**Work item**:
Each line from the opening of the listing below through the line that contains "Two-phase device listing" is to be output exactly as written.

**Record extracts**:
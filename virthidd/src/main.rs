//! # VirtHID
//!
//! Virtual HID device bridge for DaemonOS.
//!
//! ## Features
//!
//! - **Device Lifecycle**: Create and destroy virtual HID devices by name
//! - **Input Reports**: Forward client reports to the owning device
//! - **Enumeration**: Two-phase device listing
//! - **Subscriptions**: Push host-originated reports back to the client
//!
//! Without a subcommand the daemon is started; with one, the binary acts as a
//! client of a running daemon.

mod config;
mod device;
mod ipc;
mod provider;
mod task;

use anyhow::{Context, Result};
use clap::{Parser, Subcommand};
use std::path::{Path, PathBuf};
use std::sync::Arc;
use tracing::{error, info};

/// VirtHID - Virtual HID Bridge
#[derive(Parser, Debug)]
#[command(name = "virthidd", version, about)]
struct Args {
    /// Configuration file
    #[arg(short, long, env = "VIRTHID_CONFIG", default_value = "/grimoire/system/virthid.yaml")]
    config: PathBuf,

    /// Socket path
    #[arg(short, long, default_value = "/run/virthid/virthid.sock")]
    socket: PathBuf,

    /// Enable debug logging
    #[arg(short, long)]
    debug: bool,

    #[command(subcommand)]
    command: Option<Commands>,
}

#[derive(Subcommand, Debug)]
enum Commands {
    /// Create a virtual device
    Create {
        name: String,
        /// Report descriptor as hex
        #[arg(long)]
        descriptor: String,
        #[arg(long, default_value = "0000")]
        serial: String,
        /// Vendor id (decimal or 0x-prefixed hex)
        #[arg(long, value_parser = parse_id, default_value = "0")]
        vendor_id: u32,
        /// Product id (decimal or 0x-prefixed hex)
        #[arg(long, value_parser = parse_id, default_value = "0")]
        product_id: u32,
    },
    /// Destroy a virtual device
    Destroy { name: String },
    /// Send an input report (hex) to a device
    Send { name: String, report: String },
    /// List virtual devices
    List,
    /// Print host reports pushed to a device
    Monitor { name: String },
    /// Inject a host report (hex) for a device
    Inject { name: String, report: String },
}

fn parse_id(value: &str) -> Result<u32, String> {
    let parsed = match value.strip_prefix("0x").or_else(|| value.strip_prefix("0X")) {
        Some(digits) => u32::from_str_radix(digits, 16),
        None => value.parse(),
    };
    parsed.map_err(|e| format!("invalid id {:?}: {}", value, e))
}

#[tokio::main]
async fn main() -> Result<()> {
    let args = Args::parse();

    let log_level = if args.debug { "debug" } else { "info" };
    tracing_subscriber::fmt()
        .with_env_filter(log_level)
        .init();

    // Handle CLI commands
    if let Some(cmd) = args.command {
        return handle_client_command(&args.socket, cmd).await;
    }

    info!("VirtHID v{} starting", env!("CARGO_PKG_VERSION"));

    // Daemon mode
    run_daemon(args).await
}

async fn handle_client_command(socket: &Path, cmd: Commands) -> Result<()> {
    let mut client = ipc::VirtHidClient::connect(socket)
        .await
        .with_context(|| format!("Failed to connect to {:?}", socket))?;

    match cmd {
        Commands::Create { name, descriptor, serial, vendor_id, product_id } => {
            let descriptor = hex::decode(&descriptor).context("Invalid descriptor hex")?;
            client
                .create(&name, &descriptor, &serial, vendor_id, product_id)
                .await?;
            println!("Created {}", name);
        }
        Commands::Destroy { name } => {
            client.destroy(&name).await?;
            println!("Destroyed {}", name);
        }
        Commands::Send { name, report } => {
            let report = hex::decode(&report).context("Invalid report hex")?;
            client.send(&name, &report).await?;
        }
        Commands::List => {
            for name in client.list().await? {
                println!("{}", name);
            }
        }
        Commands::Monitor { name } => {
            client.subscribe(&name).await?;
            println!("Monitoring {} - press Ctrl+C to exit", name);
            loop {
                tokio::select! {
                    event = client.next_report() => {
                        let event = event?;
                        println!("{}", hex::encode(&event.payload));
                    }
                    _ = tokio::signal::ctrl_c() => break,
                }
            }
        }
        Commands::Inject { name, report } => {
            let report = hex::decode(&report).context("Invalid report hex")?;
            client.host_report(&name, &report).await?;
        }
    }

    Ok(())
}

async fn run_daemon(args: Args) -> Result<()> {
    let config = config::load_config(&args.config)?;
    info!(
        "Limits: {} devices, {} byte descriptors; notify throttle {} ms",
        config.limits.max_devices, config.limits.max_descriptor_len, config.notify.throttle_ms
    );

    let provider = Arc::new(provider::HidProvider::new(config.limits.clone()));
    let server = ipc::VirtHidServer::new(args.socket.clone(), provider, config.notify.throttle());

    info!("VirtHID ready on {:?}", args.socket);

    tokio::select! {
        result = server.run() => {
            if let Err(e) = result {
                error!("IPC server error: {}", e);
            }
        }
        _ = tokio::signal::ctrl_c() => {
            info!("Shutting down");
        }
    }

    let _ = std::fs::remove_file(&args.socket);
    Ok(())
}
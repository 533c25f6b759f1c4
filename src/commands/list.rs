use anyhow::Result;
use habitcal_core::HabitCalConfig;

use super::{load_aggregator, require_items};
use crate::render::Render;

pub fn run(config: &HabitCalConfig) -> Result<()> {
    let aggregator = load_aggregator(config)?;
    require_items(&aggregator, config)?;

    for item in aggregator.items() {
        println!("{}", item.render());
    }

    Ok(())
}
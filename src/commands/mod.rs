pub mod calendar;
pub mod check;
pub mod list;
pub mod new;
pub mod show;

use std::sync::Arc;

use anyhow::{Context, Result};
use habitcal_core::{CalendarAggregator, HabitCalConfig, MappingCache};

use crate::store::DirStore;

/// Aggregator loaded from the configured habits directory.
pub fn load_aggregator(config: &HabitCalConfig) -> Result<CalendarAggregator> {
    let cache = Arc::new(MappingCache::new(config.expand_options()?));
    let store = DirStore::new(config.habits_path());

    let mut aggregator = CalendarAggregator::new(cache);
    aggregator
        .refresh(&store)
        .with_context(|| format!("Failed to load items from {}", store.dir().display()))?;

    Ok(aggregator)
}

/// Shared error message for an empty habits directory
pub fn require_items(aggregator: &CalendarAggregator, config: &HabitCalConfig) -> Result<()> {
    if aggregator.items().is_empty() {
        anyhow::bail!(
            "No habits or tasks found in {}.\n\n\
            Create your first one with:\n  \
            habitcal new \"Meditate\" --span day",
            config.habits_dir.display()
        );
    }
    Ok(())
}
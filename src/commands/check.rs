use std::collections::HashMap;
use std::path::PathBuf;

use anyhow::Result;
use habitcal_core::HabitCalConfig;
use owo_colors::OwoColorize;

use crate::store::{ItemFile, list};

/// Problems found in one file.
struct FileReport {
    path: PathBuf,
    problems: Vec<String>,
}

pub fn run(config: &HabitCalConfig) -> Result<()> {
    let dir = config.habits_path();
    let files = list(&dir)?;

    if files.is_empty() {
        println!("{}", format!("No item files in {}", dir.display()).dimmed());
        return Ok(());
    }

    let reports = check_files(&files);
    let failing = reports.iter().filter(|r| !r.problems.is_empty()).count();

    for report in &reports {
        let name = report
            .path
            .file_name()
            .map(|n| n.to_string_lossy().into_owned())
            .unwrap_or_default();

        if report.problems.is_empty() {
            println!("{} {}", "✓".green(), name);
        } else {
            println!("{} {}", "✗".red(), name);
            for problem in &report.problems {
                println!("   {}", problem.red());
            }
        }
    }

    if failing > 0 {
        anyhow::bail!("{} of {} files have problems", failing, reports.len());
    }

    Ok(())
}

/// Parse errors, schedule problems and duplicate ids, per file.
fn check_files(files: &[ItemFile]) -> Vec<FileReport> {
    let mut seen_ids: HashMap<&str, &PathBuf> = HashMap::new();

    files
        .iter()
        .map(|file| {
            let mut problems = Vec::new();

            match &file.item {
                Err(e) => problems.push(format!("{e:#}")),
                Ok(item) => {
                    if item.id.trim().is_empty() {
                        problems.push("id must not be empty".to_string());
                    }
                    problems.extend(item.schedule.problems());

                    if let Some(other) = seen_ids.insert(&item.id, &file.path) {
                        problems.push(format!(
                            "duplicate id '{}' (also in {})",
                            item.id,
                            other.display()
                        ));
                    }
                }
            }

            FileReport {
                path: file.path.clone(),
                problems,
            }
        })
        .collect()
}

#[cfg(test)]
mod tests {
    use super::*;

    fn write(dir: &std::path::Path, name: &str, content: &str) {
        std::fs::write(dir.join(name), content).unwrap();
    }

    #[test]
    fn test_check_reports_each_problem() {
        let dir = tempfile::tempdir().expect("Should create temp dir");
        let ok = r#"
id = "walk"
name = "Walk"
start = "2024-01-01"

[schedule]
span = "day"
"#;
        write(dir.path(), "a.toml", ok);
        write(dir.path(), "b.toml", ok);
        write(
            dir.path(),
            "c.toml",
            r#"
id = "zero"
name = "Zero"
start = "2024-01-01"

[schedule]
span = "week"
span_value = 0
"#,
        );
        write(dir.path(), "d.json", "[]");

        let files = list(dir.path()).expect("Should list files");
        let reports = check_files(&files);

        assert!(reports[0].problems.is_empty());
        assert!(reports[1].problems[0].contains("duplicate id 'walk'"));
        assert!(reports[2].problems[0].contains("span_value"));
        assert_eq!(reports[3].problems.len(), 1);
    }
}
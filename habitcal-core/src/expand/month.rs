//! Month content expansion.

use chrono::{Datelike, Months, NaiveDate};
use tracing::debug;

use super::{CyclePlan, ExpandOptions, usable_index};
use crate::occurrence::{Mapping, Occurrence, StepDisplay, StepTiming, insert_merged};
use crate::resolve::{DaySpec, first_of_month, parse_day_spec, resolve_month_day};
use crate::schedule::{MonthEntry, ScheduleDefinition, Span, StartTime};

/// Approximate month length used to size cycles.
const MONTH_DAYS: i64 = 30;

/// Expand the month bucket of a schedule.
///
/// The i-th month entry covers the month `cycle * stride + (i - 1)` months
/// after the start month. Each distinct day spec named by the entry's steps
/// becomes one occurrence holding those steps.
pub fn expand_monthly(
    schedule: &ScheduleDefinition,
    start: &StartTime,
    options: &ExpandOptions,
) -> Mapping {
    let mut mapping = Mapping::new();

    let entries: Vec<&MonthEntry> = schedule
        .months
        .iter()
        .filter(|entry| usable_index("months", entry.index))
        .collect();
    if entries.is_empty() {
        return mapping;
    }

    let first_day = start.date();
    let anchor = first_of_month(first_day);
    let stride = month_stride(schedule);
    let cycles_to_until = options
        .until
        .map(|until| (months_between(anchor, until) / stride + 1).max(0));
    let plan = CyclePlan::new(
        schedule,
        first_day,
        stride * MONTH_DAYS,
        options.month_horizon_days,
        cycles_to_until,
    );

    for cycle in 0..plan.cycles {
        for entry in &entries {
            let months = cycle * stride + i64::from(entry.index - 1);
            let Some(month_start) = u32::try_from(months)
                .ok()
                .and_then(|m| anchor.checked_add_months(Months::new(m)))
            else {
                continue;
            };

            for (date, steps) in steps_by_date(entry, month_start, cycle == 0) {
                if plan.admits(date) {
                    insert_merged(
                        &mut mapping,
                        Occurrence::new(
                            date,
                            &entry.title,
                            &entry.description,
                            steps,
                            &entry.reminders,
                        ),
                    );
                }
            }
        }
    }

    mapping
}

/// Months between consecutive cycles.
fn month_stride(schedule: &ScheduleDefinition) -> i64 {
    let span_value = i64::from(schedule.span_value.max(1));
    match schedule.span {
        Span::Month => span_value,
        Span::Year => span_value * 12,
        _ => (schedule.cycle_days() / MONTH_DAYS).max(1),
    }
}

fn months_between(from: NaiveDate, to: NaiveDate) -> i64 {
    i64::from(to.year() - from.year()) * 12 + i64::from(to.month()) - i64::from(from.month())
}

/// Group an entry's steps by resolved date, in order of first appearance.
/// Distinct specs that clamp to the same day (e.g. "31" and "end_of_month"
/// in April) share one occurrence.
fn steps_by_date(
    entry: &MonthEntry,
    month_start: NaiveDate,
    log_skips: bool,
) -> Vec<(NaiveDate, Vec<StepDisplay>)> {
    let mut grouped: Vec<(NaiveDate, Vec<StepDisplay>)> = Vec::new();

    for step in &entry.steps {
        let Some(date) = parse_day_spec(&step.day)
            .and_then(|spec: DaySpec| resolve_month_day(spec, month_start))
        else {
            if log_skips {
                debug!(
                    index = entry.index,
                    day = ?step.day,
                    "Skipping month step with unrecognized day"
                );
            }
            continue;
        };

        let display = StepDisplay {
            text: step.text.clone(),
            timing: StepTiming::DayOfMonth(date.day()),
        };

        match grouped.iter_mut().find(|(d, _)| *d == date) {
            Some((_, steps)) => steps.push(display),
            None => grouped.push((date, vec![display])),
        }
    }

    grouped
}
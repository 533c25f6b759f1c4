//! Recurrence expansion and calendar mapping for habits and tasks.
//!
//! This crate turns declarative schedules into date-keyed content:
//! - `schedule` and `resolve` describe and interpret schedules
//! - `expand` and `combine` compute per-view mappings
//! - `cache` and `aggregate` serve them to a calendar
//!
//! Expansion is pure and synchronous; the only I/O lives in `config`.

pub mod aggregate;
pub mod cache;
pub mod combine;
pub mod config;
pub mod date_range;
pub mod error;
pub mod expand;
pub mod occurrence;
pub mod resolve;
pub mod schedule;
pub mod store;

pub use aggregate::{CalendarAggregator, DayItem, DaySummary};
pub use cache::{CacheStats, MappingCache};
pub use combine::{ViewType, combine_for_view};
pub use config::HabitCalConfig;
pub use date_range::DateRange;
pub use error::{HabitCalError, HabitCalResult};
pub use expand::{ExpandOptions, expand_daily, expand_monthly, expand_weekly};
pub use occurrence::{Mapping, Occurrence, ReminderDisplay, StepDisplay, StepTiming};
pub use schedule::{
    ClockTime, DayEntry, DayOfMonth, DayStep, MonthEntry, MonthStep, Reminder, RepeatBound,
    ScheduleDefinition, Span, StartTime, WeekEntry, WeekStep,
};
pub use store::{
    ChangeKind, EntityKind, MemoryStore, ScheduleStore, StoreChanges, StoreSnapshot, TrackedItem,
};
//! Day content expansion.

use chrono::{Duration, NaiveDate};

use super::{CyclePlan, ExpandOptions, cycles_spanning, usable_index};
use crate::occurrence::{Mapping, Occurrence, StepDisplay, StepTiming, insert_merged};
use crate::schedule::{DayEntry, ScheduleDefinition, StartTime};

/// Expand the day bucket of a schedule.
///
/// The i-th day entry lands on `start + cycle * cycle_days + (i - 1)`.
pub fn expand_daily(
    schedule: &ScheduleDefinition,
    start: &StartTime,
    options: &ExpandOptions,
) -> Mapping {
    let mut mapping = Mapping::new();

    let entries: Vec<&DayEntry> = schedule
        .days
        .iter()
        .filter(|entry| usable_index("days", entry.index))
        .collect();
    if entries.is_empty() {
        return mapping;
    }

    let first_day = effective_start(schedule, start);
    let cycle_days = schedule.cycle_days();
    let plan = CyclePlan::new(
        schedule,
        first_day,
        cycle_days,
        options.day_horizon_days,
        cycles_spanning(first_day, options.until, cycle_days),
    );

    for cycle in 0..plan.cycles {
        for entry in &entries {
            let offset = cycle * cycle_days + i64::from(entry.index - 1);
            let Some(date) = first_day.checked_add_signed(Duration::days(offset)) else {
                continue;
            };
            if !plan.admits(date) {
                continue;
            }

            let steps = entry
                .steps
                .iter()
                .map(|step| StepDisplay {
                    text: step.text.clone(),
                    timing: StepTiming::Clock(step.clock_time),
                })
                .collect();

            insert_merged(
                &mut mapping,
                Occurrence::new(date, &entry.title, "", steps, &entry.reminders),
            );
        }
    }

    mapping
}

/// The day the first cycle starts on.
///
/// When the start carries a time of day and a step of the index-1 entry is
/// scheduled earlier than that time, the whole series begins the next day.
/// Only index 1 is inspected.
fn effective_start(schedule: &ScheduleDefinition, start: &StartTime) -> NaiveDate {
    let day = start.date();
    let Some(start_time) = start.time_of_day() else {
        return day;
    };

    let missed_first_step = schedule
        .days
        .iter()
        .filter(|entry| entry.index == 1)
        .flat_map(|entry| &entry.steps)
        .filter_map(|step| step.clock_time)
        .any(|clock| clock.0 < start_time);

    if missed_first_step {
        day.succ_opt().unwrap_or(day)
    } else {
        day
    }
}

**Output for this exercise**:
filename virthidd/src/main.rs
//! # VirtHID
//!
//! Virtual HID device bridge for DaemonOS.
//!
//! ## Features
//!
//! - **Device Lifecycle**: Create and destroy virtual HID devices by name
//! - **Input Reports**: Forward client reports to the owning device
//! - **Enumeration**: Two-phase device listing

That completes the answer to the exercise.